[Data excerpts]
--

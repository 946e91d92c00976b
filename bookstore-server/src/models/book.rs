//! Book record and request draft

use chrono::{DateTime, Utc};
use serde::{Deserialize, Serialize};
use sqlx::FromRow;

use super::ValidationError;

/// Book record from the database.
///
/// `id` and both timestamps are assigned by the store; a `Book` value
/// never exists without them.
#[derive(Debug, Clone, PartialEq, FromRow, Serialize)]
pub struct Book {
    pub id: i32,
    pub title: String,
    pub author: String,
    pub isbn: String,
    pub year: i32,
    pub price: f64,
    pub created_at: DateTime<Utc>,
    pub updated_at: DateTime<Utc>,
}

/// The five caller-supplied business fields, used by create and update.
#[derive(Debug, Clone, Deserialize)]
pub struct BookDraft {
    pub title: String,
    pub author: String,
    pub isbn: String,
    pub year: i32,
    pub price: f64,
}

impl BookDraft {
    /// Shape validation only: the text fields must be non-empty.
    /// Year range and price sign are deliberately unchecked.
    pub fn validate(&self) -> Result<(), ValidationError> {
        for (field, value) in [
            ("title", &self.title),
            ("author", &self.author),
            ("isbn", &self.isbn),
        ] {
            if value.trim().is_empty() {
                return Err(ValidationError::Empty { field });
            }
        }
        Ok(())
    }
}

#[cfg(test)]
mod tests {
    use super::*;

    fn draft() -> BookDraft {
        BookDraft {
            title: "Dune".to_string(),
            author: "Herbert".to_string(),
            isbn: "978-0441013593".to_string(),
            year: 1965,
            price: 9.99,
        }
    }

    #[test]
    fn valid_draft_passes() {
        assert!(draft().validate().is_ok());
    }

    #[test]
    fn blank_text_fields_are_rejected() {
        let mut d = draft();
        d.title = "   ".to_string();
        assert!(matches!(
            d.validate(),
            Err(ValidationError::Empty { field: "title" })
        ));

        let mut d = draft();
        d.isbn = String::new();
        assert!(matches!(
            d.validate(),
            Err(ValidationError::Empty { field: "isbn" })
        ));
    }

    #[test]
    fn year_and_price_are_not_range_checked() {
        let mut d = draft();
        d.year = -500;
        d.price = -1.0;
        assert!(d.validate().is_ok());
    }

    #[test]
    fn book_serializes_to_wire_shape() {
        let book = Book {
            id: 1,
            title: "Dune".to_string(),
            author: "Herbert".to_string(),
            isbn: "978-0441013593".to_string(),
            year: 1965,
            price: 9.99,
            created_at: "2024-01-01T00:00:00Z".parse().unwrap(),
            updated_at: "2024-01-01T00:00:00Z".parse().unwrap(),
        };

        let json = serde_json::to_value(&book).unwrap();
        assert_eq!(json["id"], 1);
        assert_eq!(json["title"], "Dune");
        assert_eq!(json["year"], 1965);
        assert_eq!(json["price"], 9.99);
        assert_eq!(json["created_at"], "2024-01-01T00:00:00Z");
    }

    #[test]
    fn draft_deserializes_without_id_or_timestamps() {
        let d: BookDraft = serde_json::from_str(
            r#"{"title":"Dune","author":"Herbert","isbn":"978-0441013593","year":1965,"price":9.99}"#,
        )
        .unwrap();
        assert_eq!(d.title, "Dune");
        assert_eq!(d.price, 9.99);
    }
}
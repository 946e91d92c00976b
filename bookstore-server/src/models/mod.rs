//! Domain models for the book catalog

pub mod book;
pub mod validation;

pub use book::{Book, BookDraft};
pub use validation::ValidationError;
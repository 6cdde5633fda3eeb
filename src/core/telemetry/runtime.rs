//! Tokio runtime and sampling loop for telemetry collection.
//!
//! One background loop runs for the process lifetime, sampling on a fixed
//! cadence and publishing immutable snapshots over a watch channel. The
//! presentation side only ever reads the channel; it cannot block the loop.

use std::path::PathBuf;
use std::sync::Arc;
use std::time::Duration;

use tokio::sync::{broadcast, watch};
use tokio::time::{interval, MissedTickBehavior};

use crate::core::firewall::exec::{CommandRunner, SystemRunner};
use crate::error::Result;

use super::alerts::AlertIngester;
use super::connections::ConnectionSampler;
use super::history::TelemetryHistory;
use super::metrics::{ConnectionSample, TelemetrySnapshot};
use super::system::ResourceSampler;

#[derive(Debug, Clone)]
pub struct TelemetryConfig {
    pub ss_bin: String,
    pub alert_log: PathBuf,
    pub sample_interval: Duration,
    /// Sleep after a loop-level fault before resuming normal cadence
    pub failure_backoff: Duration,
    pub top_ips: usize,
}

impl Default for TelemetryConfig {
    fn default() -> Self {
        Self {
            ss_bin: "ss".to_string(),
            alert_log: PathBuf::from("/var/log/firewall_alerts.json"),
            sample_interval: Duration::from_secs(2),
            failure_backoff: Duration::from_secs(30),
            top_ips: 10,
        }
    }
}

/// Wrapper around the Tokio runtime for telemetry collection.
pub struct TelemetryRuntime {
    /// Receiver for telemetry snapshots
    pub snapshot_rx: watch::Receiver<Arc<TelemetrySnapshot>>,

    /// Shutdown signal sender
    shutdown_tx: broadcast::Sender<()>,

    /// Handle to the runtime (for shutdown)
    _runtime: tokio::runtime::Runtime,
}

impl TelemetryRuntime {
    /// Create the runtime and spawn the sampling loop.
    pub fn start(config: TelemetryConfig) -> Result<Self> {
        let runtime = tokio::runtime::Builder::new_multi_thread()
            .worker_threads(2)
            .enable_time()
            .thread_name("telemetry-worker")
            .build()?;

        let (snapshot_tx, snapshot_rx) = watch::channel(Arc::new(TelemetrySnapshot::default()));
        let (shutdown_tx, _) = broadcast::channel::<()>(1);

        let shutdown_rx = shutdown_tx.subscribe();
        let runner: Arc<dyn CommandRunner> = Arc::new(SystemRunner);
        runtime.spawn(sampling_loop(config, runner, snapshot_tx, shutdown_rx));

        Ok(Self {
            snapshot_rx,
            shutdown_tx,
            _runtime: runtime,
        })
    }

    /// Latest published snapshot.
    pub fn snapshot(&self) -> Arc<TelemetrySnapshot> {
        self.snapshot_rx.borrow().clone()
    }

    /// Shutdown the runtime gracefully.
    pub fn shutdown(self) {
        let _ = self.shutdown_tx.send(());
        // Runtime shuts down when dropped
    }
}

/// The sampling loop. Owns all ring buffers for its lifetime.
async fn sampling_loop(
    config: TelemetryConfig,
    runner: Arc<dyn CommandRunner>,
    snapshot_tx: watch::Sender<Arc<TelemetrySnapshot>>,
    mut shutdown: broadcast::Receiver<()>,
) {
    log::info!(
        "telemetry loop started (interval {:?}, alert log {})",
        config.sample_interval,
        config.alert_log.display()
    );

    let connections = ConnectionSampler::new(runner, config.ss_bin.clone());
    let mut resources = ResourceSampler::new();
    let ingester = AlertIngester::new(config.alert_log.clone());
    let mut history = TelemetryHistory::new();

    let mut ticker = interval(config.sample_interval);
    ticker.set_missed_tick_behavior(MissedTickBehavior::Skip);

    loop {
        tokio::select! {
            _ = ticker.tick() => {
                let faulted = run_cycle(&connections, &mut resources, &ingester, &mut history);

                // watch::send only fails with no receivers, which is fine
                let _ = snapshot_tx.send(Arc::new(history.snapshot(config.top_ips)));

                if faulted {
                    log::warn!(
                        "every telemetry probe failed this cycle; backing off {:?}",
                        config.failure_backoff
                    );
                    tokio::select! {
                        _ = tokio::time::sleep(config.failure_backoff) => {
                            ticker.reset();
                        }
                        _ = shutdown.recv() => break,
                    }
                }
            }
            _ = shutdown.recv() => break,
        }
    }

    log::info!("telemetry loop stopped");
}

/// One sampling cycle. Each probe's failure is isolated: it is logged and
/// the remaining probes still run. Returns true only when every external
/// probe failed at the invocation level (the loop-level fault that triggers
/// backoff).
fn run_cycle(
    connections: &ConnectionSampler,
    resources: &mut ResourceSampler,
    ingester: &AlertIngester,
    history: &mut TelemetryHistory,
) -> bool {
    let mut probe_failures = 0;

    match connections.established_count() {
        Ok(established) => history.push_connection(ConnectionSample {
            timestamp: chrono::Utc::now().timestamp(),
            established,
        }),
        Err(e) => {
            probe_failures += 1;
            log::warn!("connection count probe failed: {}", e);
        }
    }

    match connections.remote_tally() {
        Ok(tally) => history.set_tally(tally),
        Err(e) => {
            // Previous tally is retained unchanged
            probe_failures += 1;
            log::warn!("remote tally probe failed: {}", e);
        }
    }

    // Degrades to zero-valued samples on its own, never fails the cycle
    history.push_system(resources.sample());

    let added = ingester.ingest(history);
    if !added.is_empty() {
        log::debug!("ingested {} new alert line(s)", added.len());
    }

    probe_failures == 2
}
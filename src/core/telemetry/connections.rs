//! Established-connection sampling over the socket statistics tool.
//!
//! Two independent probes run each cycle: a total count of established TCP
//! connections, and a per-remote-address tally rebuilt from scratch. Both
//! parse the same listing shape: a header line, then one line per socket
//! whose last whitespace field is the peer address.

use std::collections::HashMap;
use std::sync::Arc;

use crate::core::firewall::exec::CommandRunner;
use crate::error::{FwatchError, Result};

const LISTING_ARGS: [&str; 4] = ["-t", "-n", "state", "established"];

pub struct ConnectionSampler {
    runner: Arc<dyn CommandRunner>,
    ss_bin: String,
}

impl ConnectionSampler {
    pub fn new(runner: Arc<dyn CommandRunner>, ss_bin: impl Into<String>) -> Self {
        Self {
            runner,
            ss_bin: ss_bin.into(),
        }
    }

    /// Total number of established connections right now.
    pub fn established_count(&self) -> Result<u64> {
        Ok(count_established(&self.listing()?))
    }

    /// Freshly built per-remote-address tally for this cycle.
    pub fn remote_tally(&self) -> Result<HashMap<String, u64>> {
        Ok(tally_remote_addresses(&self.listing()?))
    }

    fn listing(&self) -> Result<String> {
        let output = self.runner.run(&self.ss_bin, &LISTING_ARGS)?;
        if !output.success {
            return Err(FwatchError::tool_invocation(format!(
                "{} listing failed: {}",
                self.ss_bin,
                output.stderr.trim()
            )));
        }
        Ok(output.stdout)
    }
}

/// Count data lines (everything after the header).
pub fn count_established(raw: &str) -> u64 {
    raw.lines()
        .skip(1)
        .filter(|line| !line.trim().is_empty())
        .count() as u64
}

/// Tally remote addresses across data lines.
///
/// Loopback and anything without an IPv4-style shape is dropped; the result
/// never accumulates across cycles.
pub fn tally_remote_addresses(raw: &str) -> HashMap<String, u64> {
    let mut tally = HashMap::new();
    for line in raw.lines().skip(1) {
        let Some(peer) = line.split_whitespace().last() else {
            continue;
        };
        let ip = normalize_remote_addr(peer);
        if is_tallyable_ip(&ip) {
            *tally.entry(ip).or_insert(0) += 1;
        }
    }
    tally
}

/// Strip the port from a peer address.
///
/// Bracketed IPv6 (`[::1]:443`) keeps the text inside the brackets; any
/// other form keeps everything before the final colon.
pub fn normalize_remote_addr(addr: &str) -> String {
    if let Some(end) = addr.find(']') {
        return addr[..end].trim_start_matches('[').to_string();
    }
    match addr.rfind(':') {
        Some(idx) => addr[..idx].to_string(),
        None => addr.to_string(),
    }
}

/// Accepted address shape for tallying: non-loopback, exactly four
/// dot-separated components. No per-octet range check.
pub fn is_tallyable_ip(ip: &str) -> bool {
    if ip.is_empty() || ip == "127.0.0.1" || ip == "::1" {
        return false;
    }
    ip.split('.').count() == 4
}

--

**TASK TO CARRY OUT**
Quote the records above from their first line through the line containing "exists without them.", both ends included.

**YOUR RESPONSE**
repository 946e91d92c00976b
filename bookstore-server/src/models/book.rs
//! Book record and request draft

use chrono::{DateTime, Utc};
use serde::{Deserialize, Serialize};
use sqlx::FromRow;

use super::ValidationError;

/// Book record from the database.
///
/// `id` and both timestamps are assigned by the store; a `Book` value
/// never exists without them.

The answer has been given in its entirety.